■ Your task:
Only the lines from the first line of the material below to the line containing "use std::path::Path;", inclusive, should be copied, each exactly as written.

■ Data:
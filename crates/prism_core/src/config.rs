//! # Runtime Configuration
//!
//! Capacity limits for one coordinator, fixed at startup.
//!
//! ```toml
//! max_entities = 5000
//! max_component_types = 32
//! max_event_types = 32
//! max_system_types = 32
//! preallocate_components = false
//! ```
//!
//! Missing keys take their defaults; unknown keys are rejected.

use std::path::Path;

use serde::Deserialize;

use crate::ecs::SIGNATURE_BITS;
use crate::error::{EcsError, EcsResult};

/// Default entity population bound (exclusive; id 0 is reserved).
pub const DEFAULT_MAX_ENTITIES: u32 = 5000;

/// Default family limit for components, events and systems.
pub const DEFAULT_MAX_TYPES: u8 = 32;

/// Capacity limits for a [`Coordinator`](crate::Coordinator).
#[derive(Debug, Clone, PartialEq, Eq, Deserialize)]
#[serde(default, deny_unknown_fields)]
pub struct EcsConfig {
    /// Exclusive bound on entity ids. At most `max_entities - 1` are alive.
    pub max_entities: u32,
    /// Exclusive bound on component family ids.
    pub max_component_types: u8,
    /// Exclusive bound on event family ids.
    pub max_event_types: u8,
    /// Exclusive bound on system family ids.
    pub max_system_types: u8,
    /// Reserve a slot per possible entity in every component array, so
    /// packed arrays never reallocate.
    pub preallocate_components: bool,
}

impl Default for EcsConfig {
    fn default() -> Self {
        Self {
            max_entities: DEFAULT_MAX_ENTITIES,
            max_component_types: DEFAULT_MAX_TYPES,
            max_event_types: DEFAULT_MAX_TYPES,
            max_system_types: DEFAULT_MAX_TYPES,
            preallocate_components: false,
        }
    }
}

impl EcsConfig {
    /// Checks every limit.
    ///
    /// # Errors
    ///
    /// [`EcsError::InvalidConfig`] naming the first offending field.
    pub fn validate(&self) -> EcsResult<()> {
        if self.max_entities < 2 {
            return Err(EcsError::InvalidConfig(format!(
                "max_entities must be at least 2, got {}",
                self.max_entities
            )));
        }
        if self.max_component_types < 2 || usize::from(self.max_component_types) > SIGNATURE_BITS {
            return Err(EcsError::InvalidConfig(format!(
                "max_component_types must be in 2..={SIGNATURE_BITS}, got {}",
                self.max_component_types
            )));
        }
        if self.max_event_types < 2 {
            return Err(EcsError::InvalidConfig(format!(
                "max_event_types must be at least 2, got {}",
                self.max_event_types
            )));
        }
        if self.max_system_types < 2 {
            return Err(EcsError::InvalidConfig(format!(
                "max_system_types must be at least 2, got {}",
                self.max_system_types
            )));
        }
        Ok(())
    }

    /// Parses and validates a TOML document.
    ///
    /// # Errors
    ///
    /// [`EcsError::InvalidConfig`] on malformed TOML, unknown keys, or
    /// out-of-range limits.
    pub fn from_toml_str(source: &str) -> EcsResult<Self> {
        let config: Self =
            toml::from_str(source).map_err(|e| EcsError::InvalidConfig(e.to_string()))?;
        config.validate()?;
        Ok(config)
    }

    /// Reads, parses and validates a TOML file.
    ///
    /// # Errors
    ///
    /// - [`EcsError::ConfigIo`] if the file cannot be read.
    /// - Anything [`EcsConfig::from_toml_str`] reports.
    pub fn load(path: impl AsRef<Path>) -> EcsResult<Self> {
        let path = path.as_ref();
        let source = std::fs::read_to_string(path).map_err(|e| EcsError::ConfigIo {
            path: path.display().to_string(),
            reason: e.to_string(),
        })?;
        let config = Self::from_toml_str(&source)?;
        tracing::debug!(path = %path.display(), ?config, "loaded ECS configuration");
        Ok(config)
    }

    /// Slots to reserve per component array, if preallocation is on.
    #[must_use]
    pub fn preallocation(&self) -> Option<usize> {
        self.preallocate_components
            .then(|| self.max_entities.saturating_sub(1) as usize)
    }
}
//! # Scene Components
//!
//! Plain data attached to scene entities. `Transform` is `Pod` so it can be
//! copied straight into upload buffers.

use bytemuck::{Pod, Zeroable};
use prism_core::Component;

/// Opaque handle to a mesh owned by the asset layer.
#[derive(Debug, Clone, Copy, PartialEq, Eq, PartialOrd, Ord, Hash)]
#[repr(transparent)]
pub struct MeshHandle(pub u32);

/// Opaque handle to a material owned by the asset layer.
#[derive(Debug, Clone, Copy, PartialEq, Eq, PartialOrd, Ord, Hash)]
#[repr(transparent)]
pub struct MaterialHandle(pub u32);

/// Position, orientation and scale of an entity.
///
/// Memory layout: 40 bytes, no padding.
#[repr(C)]
#[derive(Debug, Clone, Copy, PartialEq, Pod, Zeroable)]
pub struct Transform {
    /// World-space translation.
    pub translation: [f32; 3],
    /// Unit quaternion, `[x, y, z, w]`.
    pub rotation: [f32; 4],
    /// Per-axis scale.
    pub scale: [f32; 3],
}

impl Transform {
    /// The identity transform.
    pub const IDENTITY: Self = Self {
        translation: [0.0; 3],
        rotation: [0.0, 0.0, 0.0, 1.0],
        scale: [1.0; 3],
    };

    /// Identity rotation and scale at `translation`.
    #[inline]
    #[must_use]
    pub const fn from_translation(translation: [f32; 3]) -> Self {
        Self {
            translation,
            ..Self::IDENTITY
        }
    }

    /// Replaces the rotation with `angle` radians about `axis`.
    ///
    /// A zero-length axis leaves the rotation unchanged.
    #[must_use]
    pub fn with_axis_angle(mut self, axis: [f32; 3], angle: f32) -> Self {
        let length = (axis[0] * axis[0] + axis[1] * axis[1] + axis[2] * axis[2]).sqrt();
        if length > f32::EPSILON {
            let (sin, cos) = (angle * 0.5).sin_cos();
            let k = sin / length;
            self.rotation = [axis[0] * k, axis[1] * k, axis[2] * k, cos];
        }
        self
    }

    /// Replaces the scale.
    #[inline]
    #[must_use]
    pub const fn with_scale(mut self, scale: [f32; 3]) -> Self {
        self.scale = scale;
        self
    }

    /// Moves the transform by `delta`.
    #[inline]
    pub fn translate(&mut self, delta: [f32; 3]) {
        for (axis, d) in self.translation.iter_mut().zip(delta) {
            *axis += d;
        }
    }

    /// Model matrix (translation * rotation * scale), column-major.
    #[must_use]
    pub fn model_matrix(&self) -> [f32; 16] {
        let [x, y, z, w] = self.rotation;
        let [sx, sy, sz] = self.scale;
        let [tx, ty, tz] = self.translation;

        let (xx, yy, zz) = (x * x, y * y, z * z);
        let (xy, xz, yz) = (x * y, x * z, y * z);
        let (wx, wy, wz) = (w * x, w * y, w * z);

        [
            (1.0 - 2.0 * (yy + zz)) * sx,
            2.0 * (xy + wz) * sx,
            2.0 * (xz - wy) * sx,
            0.0,
            2.0 * (xy - wz) * sy,
            (1.0 - 2.0 * (xx + zz)) * sy,
            2.0 * (yz + wx) * sy,
            0.0,
            2.0 * (xz + wy) * sz,
            2.0 * (yz - wx) * sz,
            (1.0 - 2.0 * (xx + yy)) * sz,
            0.0,
            tx,
            ty,
            tz,
            1.0,
        ]
    }
}

impl Default for Transform {
    fn default() -> Self {
        Self::IDENTITY
    }
}

impl Component for Transform {}

/// What to draw for an entity.
#[derive(Debug, Clone, Copy, PartialEq, Eq)]
pub struct MeshRenderer {
    /// Mesh to draw.
    pub mesh: MeshHandle,
    /// Material to draw it with.
    pub material: MaterialHandle,
    /// Hidden renderers keep their cache slot but emit no draw.
    pub visible: bool,
}

impl MeshRenderer {
    /// A visible renderer.
    #[must_use]
    pub const fn new(mesh: MeshHandle, material: MaterialHandle) -> Self {
        Self {
            mesh,
            material,
            visible: true,
        }
    }
}

impl Component for MeshRenderer {}

/// Human-readable entity name, for reports and tooling.
#[derive(Debug, Clone, PartialEq, Eq)]
pub struct Name(pub String);

impl Component for Name {}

■ Result:
filename crates/prism_core/src/config.rs
//! # Runtime Configuration
//!
//! Capacity limits for one coordinator, fixed at startup.
//!
//! ```toml
//! max_entities = 5000
//! max_component_types = 32
//! max_event_types = 32
//! max_system_types = 32
//! preallocate_components = false
//! ```
//!
//! Missing keys take their defaults; unknown keys are rejected.

use std::path::Path;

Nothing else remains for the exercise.